--- START ---

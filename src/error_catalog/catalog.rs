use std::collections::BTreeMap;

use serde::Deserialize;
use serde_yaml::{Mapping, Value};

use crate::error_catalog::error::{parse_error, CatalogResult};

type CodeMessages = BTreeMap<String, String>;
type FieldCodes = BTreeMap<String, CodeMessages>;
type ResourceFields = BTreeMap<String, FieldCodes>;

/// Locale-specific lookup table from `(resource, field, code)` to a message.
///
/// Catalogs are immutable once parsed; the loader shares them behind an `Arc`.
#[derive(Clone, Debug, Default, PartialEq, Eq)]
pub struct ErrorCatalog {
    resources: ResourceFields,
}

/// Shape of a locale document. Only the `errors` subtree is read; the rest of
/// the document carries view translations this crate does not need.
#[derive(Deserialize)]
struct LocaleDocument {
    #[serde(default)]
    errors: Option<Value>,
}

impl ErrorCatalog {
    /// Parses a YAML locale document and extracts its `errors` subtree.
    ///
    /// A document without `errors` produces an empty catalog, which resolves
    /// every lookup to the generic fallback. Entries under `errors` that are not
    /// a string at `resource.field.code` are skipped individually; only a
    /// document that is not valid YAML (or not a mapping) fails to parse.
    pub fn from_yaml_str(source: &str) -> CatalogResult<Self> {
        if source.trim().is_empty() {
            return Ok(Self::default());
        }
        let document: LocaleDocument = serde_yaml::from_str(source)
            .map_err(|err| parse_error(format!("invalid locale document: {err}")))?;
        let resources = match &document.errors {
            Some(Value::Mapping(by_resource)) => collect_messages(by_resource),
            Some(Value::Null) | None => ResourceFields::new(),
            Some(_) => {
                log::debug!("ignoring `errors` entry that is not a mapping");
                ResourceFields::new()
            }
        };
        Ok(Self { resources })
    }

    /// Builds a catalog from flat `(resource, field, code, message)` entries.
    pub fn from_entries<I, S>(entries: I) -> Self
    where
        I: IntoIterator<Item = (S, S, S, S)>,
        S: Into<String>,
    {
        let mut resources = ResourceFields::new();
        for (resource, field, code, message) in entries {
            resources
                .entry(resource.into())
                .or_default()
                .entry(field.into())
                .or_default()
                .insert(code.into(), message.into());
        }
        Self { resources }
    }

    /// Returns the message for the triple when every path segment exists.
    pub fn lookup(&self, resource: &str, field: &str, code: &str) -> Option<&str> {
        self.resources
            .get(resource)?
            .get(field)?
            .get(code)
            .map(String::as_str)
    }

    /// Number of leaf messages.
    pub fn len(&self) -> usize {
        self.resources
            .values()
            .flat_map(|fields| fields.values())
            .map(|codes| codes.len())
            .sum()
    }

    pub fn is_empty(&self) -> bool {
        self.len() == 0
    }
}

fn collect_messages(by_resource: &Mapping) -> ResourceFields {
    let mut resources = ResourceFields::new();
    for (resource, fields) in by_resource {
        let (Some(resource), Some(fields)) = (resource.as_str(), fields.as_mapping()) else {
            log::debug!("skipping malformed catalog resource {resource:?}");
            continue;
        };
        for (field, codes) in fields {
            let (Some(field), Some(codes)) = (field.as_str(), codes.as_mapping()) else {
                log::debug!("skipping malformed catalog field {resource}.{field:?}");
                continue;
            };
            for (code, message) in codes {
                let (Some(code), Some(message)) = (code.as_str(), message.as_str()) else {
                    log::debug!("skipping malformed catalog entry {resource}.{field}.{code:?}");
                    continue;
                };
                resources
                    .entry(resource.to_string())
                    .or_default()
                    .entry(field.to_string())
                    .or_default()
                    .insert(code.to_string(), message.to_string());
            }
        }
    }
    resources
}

--- END ---
--- START ---

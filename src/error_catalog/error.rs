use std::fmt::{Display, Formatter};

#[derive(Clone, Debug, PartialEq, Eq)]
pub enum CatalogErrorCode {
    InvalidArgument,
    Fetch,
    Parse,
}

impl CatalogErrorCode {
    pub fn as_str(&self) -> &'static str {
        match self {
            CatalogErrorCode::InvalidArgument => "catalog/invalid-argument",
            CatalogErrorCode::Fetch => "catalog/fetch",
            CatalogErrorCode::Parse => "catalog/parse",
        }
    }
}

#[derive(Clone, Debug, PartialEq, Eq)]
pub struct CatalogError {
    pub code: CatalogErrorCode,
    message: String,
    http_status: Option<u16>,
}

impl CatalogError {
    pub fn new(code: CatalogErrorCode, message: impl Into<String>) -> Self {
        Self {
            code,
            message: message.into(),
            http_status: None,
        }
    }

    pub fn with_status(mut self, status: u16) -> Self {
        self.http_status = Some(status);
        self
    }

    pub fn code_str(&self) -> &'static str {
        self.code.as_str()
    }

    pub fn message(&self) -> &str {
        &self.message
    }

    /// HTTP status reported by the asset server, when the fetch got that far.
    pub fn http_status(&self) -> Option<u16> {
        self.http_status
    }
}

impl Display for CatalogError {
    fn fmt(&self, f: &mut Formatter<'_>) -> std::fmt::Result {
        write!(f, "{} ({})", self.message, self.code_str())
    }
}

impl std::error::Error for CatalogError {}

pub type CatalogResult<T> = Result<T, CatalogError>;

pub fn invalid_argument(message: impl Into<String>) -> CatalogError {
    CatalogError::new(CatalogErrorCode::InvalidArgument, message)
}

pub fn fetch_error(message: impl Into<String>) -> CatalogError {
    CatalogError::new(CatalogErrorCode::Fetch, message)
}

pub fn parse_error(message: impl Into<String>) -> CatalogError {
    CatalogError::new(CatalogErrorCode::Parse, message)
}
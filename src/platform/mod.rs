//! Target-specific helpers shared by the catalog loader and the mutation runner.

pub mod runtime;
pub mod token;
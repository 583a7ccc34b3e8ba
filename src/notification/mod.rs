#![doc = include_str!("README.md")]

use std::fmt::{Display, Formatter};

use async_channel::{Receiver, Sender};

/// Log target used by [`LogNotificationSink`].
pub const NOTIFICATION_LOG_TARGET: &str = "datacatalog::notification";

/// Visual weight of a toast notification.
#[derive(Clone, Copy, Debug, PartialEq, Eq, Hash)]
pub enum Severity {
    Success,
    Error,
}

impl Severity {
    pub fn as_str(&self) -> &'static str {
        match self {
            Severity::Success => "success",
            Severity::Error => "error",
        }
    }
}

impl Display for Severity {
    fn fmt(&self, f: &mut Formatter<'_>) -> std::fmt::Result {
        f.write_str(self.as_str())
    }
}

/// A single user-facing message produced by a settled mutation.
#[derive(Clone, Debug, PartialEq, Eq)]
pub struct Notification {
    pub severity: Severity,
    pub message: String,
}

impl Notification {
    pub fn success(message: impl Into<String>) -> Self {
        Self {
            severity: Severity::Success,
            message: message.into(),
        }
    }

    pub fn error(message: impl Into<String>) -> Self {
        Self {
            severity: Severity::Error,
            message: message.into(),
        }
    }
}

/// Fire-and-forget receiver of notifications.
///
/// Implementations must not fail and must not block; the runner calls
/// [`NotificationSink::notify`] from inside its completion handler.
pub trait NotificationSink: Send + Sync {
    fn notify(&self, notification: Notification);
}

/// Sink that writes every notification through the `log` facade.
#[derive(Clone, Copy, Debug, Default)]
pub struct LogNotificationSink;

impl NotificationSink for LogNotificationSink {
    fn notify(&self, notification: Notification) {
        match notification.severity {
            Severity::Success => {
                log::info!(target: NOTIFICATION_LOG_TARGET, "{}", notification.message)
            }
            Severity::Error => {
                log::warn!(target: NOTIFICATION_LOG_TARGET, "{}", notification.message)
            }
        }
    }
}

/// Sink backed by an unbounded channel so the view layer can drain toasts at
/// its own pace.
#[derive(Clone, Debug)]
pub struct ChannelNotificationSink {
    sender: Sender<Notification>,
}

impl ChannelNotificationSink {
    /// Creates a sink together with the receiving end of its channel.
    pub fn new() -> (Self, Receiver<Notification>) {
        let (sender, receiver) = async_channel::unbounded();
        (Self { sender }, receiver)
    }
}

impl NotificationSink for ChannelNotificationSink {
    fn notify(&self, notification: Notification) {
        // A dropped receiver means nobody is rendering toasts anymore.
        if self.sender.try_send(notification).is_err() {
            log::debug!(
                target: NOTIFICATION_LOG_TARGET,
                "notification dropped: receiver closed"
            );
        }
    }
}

--- END ---
--- START ---

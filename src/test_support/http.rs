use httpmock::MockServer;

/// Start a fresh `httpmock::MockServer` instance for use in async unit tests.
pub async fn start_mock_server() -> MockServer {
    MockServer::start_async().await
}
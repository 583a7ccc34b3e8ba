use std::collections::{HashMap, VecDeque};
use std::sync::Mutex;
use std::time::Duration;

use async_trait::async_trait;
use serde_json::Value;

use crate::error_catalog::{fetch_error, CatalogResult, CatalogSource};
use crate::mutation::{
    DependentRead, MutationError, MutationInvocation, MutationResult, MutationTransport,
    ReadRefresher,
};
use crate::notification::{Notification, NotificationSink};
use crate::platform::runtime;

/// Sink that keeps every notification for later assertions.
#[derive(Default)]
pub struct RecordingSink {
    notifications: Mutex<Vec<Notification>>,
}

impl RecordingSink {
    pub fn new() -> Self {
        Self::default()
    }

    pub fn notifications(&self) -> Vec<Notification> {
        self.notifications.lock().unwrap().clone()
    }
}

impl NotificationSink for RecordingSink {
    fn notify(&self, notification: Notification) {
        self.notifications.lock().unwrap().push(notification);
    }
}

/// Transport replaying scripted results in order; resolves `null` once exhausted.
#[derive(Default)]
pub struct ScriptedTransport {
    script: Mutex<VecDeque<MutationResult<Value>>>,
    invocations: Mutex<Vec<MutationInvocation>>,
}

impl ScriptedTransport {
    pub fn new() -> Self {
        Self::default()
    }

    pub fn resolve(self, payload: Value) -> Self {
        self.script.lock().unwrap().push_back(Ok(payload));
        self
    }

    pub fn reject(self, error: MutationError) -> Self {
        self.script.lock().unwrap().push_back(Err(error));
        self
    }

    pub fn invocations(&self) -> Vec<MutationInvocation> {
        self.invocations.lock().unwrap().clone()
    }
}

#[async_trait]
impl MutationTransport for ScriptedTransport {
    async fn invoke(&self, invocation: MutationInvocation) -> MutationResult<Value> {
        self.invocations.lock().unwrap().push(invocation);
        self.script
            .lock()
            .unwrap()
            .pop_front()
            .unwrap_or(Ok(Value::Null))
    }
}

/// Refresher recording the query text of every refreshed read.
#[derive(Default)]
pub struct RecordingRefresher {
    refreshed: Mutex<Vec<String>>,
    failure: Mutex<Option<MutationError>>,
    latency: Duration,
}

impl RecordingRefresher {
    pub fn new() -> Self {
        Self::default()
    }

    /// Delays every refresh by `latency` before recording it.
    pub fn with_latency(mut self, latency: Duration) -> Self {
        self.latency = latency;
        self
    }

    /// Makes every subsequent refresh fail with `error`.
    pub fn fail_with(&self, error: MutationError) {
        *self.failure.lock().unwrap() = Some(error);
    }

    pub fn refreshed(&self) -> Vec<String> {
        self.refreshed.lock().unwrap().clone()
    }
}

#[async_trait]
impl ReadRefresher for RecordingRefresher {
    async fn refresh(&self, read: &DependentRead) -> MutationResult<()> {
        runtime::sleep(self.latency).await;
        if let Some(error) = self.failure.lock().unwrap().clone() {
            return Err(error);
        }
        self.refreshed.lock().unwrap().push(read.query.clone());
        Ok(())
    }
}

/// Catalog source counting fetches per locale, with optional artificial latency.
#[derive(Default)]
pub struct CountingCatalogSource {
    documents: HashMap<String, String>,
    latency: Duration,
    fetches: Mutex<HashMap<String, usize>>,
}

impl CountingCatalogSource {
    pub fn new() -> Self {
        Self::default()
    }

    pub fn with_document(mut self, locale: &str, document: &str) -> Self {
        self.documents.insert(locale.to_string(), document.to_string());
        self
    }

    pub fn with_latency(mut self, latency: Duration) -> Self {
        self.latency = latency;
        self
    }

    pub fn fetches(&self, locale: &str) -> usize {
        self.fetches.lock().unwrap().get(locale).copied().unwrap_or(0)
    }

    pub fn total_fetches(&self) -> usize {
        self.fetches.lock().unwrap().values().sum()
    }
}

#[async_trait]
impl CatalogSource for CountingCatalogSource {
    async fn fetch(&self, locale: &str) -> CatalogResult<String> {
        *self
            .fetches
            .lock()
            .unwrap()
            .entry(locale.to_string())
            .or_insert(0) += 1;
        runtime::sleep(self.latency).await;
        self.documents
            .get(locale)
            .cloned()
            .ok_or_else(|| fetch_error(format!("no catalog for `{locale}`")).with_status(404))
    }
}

--- END ---

> EXERCISE PROMPT:
Your answer should be one number: how many lines of the listing include the word "Display".

> RESPONSE TO THIS TASK:
4